Five things from
natural20
Teenaged rebellion,
Let's start with an easy one, eh?
Teenage rebellion in general is a trick thing - I'm not convinced it exists, in that I'm not certain teenagers actually have an intrinsic need to rebel per se. Babies, toddlers, children and teenagers do need to try things out to see how they suit them, and part of that is trying things which are not generally well-regarded by their family or Adult Society In General, but I have a strong inclination to believe that much of Teenage Rebellion is created by marketing and consumerist forces at large.
My own adolescence looked fairly rebellious to a lot of people but again I'm not sure it was. I was very depressed, and did things people didn't approve of, but I don't think I set out to break any rules for their own sake - I tried personalities on like drag, and had black velvet, tie-dye rainbow cotton, and beige linen in my wardrobe. I concealed from my mother the things which it would have hurt her to know, most of the time, and from my father the things it would have hurt me to have him know, and from my peers things which would have had me isolated (things like desperately seeking stability and really wanting to have babies). I was 21 before I admitted to
![[livejournal.com profile]](https://www.dreamwidth.org/img/external/lj-userinfo.gif)

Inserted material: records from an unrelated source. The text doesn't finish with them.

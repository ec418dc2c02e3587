use std::fs;
use std::path::Path;

use lorder_core::{Claim, ErrorInfo, LoError, Presentation, RunProvenance};
use serde::{Deserialize, Serialize};

use crate::digest::{content_digest, read_json};

/// Serialized non-orderability proof.
///
/// ```json
/// {"name": "weeks", "gens": "a.b", "rels": ["ababaBaaB", "ababAbbAb"],
///  "proof": [["a.b.aB", "a.b.a.b.aB.a.aB"], ...], "group_args": [1, 1, 1]}
/// ```
#[derive(Debug, Clone, PartialEq, Serialize, Deserialize)]
pub struct Certificate {
    /// Group name.
    pub name: String,
    /// Dot-joined generators.
    pub gens: String,
    /// Relators of the presentation.
    pub rels: Vec<String>,
    /// One claim per leaf of the proof tree, in depth-first order.
    pub proof: Vec<Claim>,
    /// Construction arguments of the group representation.
    #[serde(default)]
    pub group_args: Vec<serde_json::Value>,
    /// Where and how the certificate was produced.
    #[serde(default, skip_serializing_if = "Option::is_none")]
    pub provenance: Option<RunProvenance>,
}

fn io_error(code: &str, err: impl ToString, path: &Path) -> LoError {
    LoError::Serde(
        ErrorInfo::new(code, err.to_string()).with_context("path", path.display().to_string()),
    )
}

impl Certificate {
    /// Packs claims produced for `presentation`.
    pub fn new(
        name: impl Into<String>,
        presentation: &Presentation,
        proof: Vec<Claim>,
        group_args: Vec<serde_json::Value>,
    ) -> Self {
        Self {
            name: name.into(),
            gens: presentation.generators_dotted(),
            rels: presentation
                .relators()
                .iter()
                .map(|word| word.as_str().to_string())
                .collect(),
            proof,
            group_args,
            provenance: None,
        }
    }

    /// Attaches run provenance.
    pub fn with_provenance(mut self, provenance: RunProvenance) -> Self {
        self.provenance = Some(provenance);
        self
    }

    /// Parses the presentation and checks every claim token against its alphabet.
    pub fn presentation(&self) -> Result<Presentation, LoError> {
        let presentation = Presentation::parse(&self.gens, &self.rels)?;
        for claim in &self.proof {
            for word in claim.path.iter().chain(&claim.trivial) {
                presentation.check_word(word).map_err(|err| {
                    LoError::Certificate(
                        err.info()
                            .clone()
                            .with_context("path", claim.path_dotted()),
                    )
                })?;
            }
        }
        Ok(presentation)
    }

    /// Pretty JSON text.
    pub fn to_json(&self) -> Result<String, LoError> {
        serde_json::to_string_pretty(self)
            .map_err(|err| LoError::Serde(ErrorInfo::new("cert-serialize", err.to_string())))
    }

    /// Parses JSON text.
    pub fn from_json(text: &str) -> Result<Self, LoError> {
        read_json(text.as_bytes())
    }

    /// SHA-256 of the canonical JSON form, ignoring provenance.
    pub fn content_hash(&self) -> Result<String, LoError> {
        let mut bare = self.clone();
        bare.provenance = None;
        content_digest(&bare)
    }

    /// Writes the certificate as pretty JSON, creating parent directories.
    pub fn write(&self, path: &Path) -> Result<(), LoError> {
        if let Some(parent) = path.parent() {
            fs::create_dir_all(parent).map_err(|err| io_error("cert-mkdir", err, parent))?;
        }
        let json = self.to_json()?;
        fs::write(path, json).map_err(|err| io_error("cert-write", err, path))
    }

    /// Loads a certificate from disk.
    pub fn load(path: &Path) -> Result<Self, LoError> {
        let contents = fs::read(path).map_err(|err| io_error("cert-read", err, path))?;
        read_json(&contents)
            .map_err(|err| err.with_context("path", path.display().to_string()))
    }
}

So teenagers are just doing what they do, and it's only in repressive circumstances that it turns into rebellion, really.
I think.
having to be sensible,
This is something grownups have to do, but toddlers are good at it too, to a lesser extent. I hate it. The worst part is when one is the only responsible party in a group - everyone else is drunk or drugged or just high on irresponsibility and one's own conscience can't be turned off, so there one is, walking everyone home at 3 am or calling an ambulance for a drunk teenager ("How could you! her parents were furious!" yeah, her pulse was 50 beats a minute and she couldn't stay conscious) or just saying "No we can't afford that we have to buy food."
If other people are also being sensible, it's not such a burden, it's just life.
(When it happens to children, such as child carers or the careful and terrified children of negligent parents, it's devastating).
home education,
It's my chosen misnomer for my educational ideals. Perhaps, anyway. Pretentious, moi?
From when I was six years old I felt it deeply wrong that I was in class at school with 35-40 other people who had nothing in common with me except approximate age. We were all supposed to be doing the same thing at the same time at the same pace, more or less, and it was obviously total nonsense.
And the more I thought about The System, the more I thought it was deeply flawed.
I do think that school can be treated as a resource and used to give certain information and experiences to people, and that's fine, but treating it as The Education is seriously troubling to me. Almost everyone I know remembers best lessons they learned on their own time outside school. Hating school is a common theme in our culture - from Romeo and Juliet to Pink Floyd - and just accepting that most of the people will be less than happy most of the time doesn't seem to me to be a good idea.
So I won't be using school to help me raise or educate my children until I think it's a good idea to do so.
fighting stereotypes,
Bash them on the head with a rock.
But you have to see them first.
keeping friends
Some people have friends they've known since infancy. Not me. I have changed so much in growing up that it just hasn't happened. The friends I do have, I find I have to work hard to retain, because I find all sorts of social interaction so hard and I'm never really sure people want to hear from me anyway and I must actually be just annoying. I'm getting better at this, and I realise that admitting it makes people find me annoying of itself even if they didn't before but there it is.
People who are good at explicit emotional description and at listening to same are easiest for me. People who conflate "honesty" and "constant criticism" are not, however.
Some of the people I love most dearly, especially among my female friends, are the people I find most difficult to forge a straightforward "click" connection with.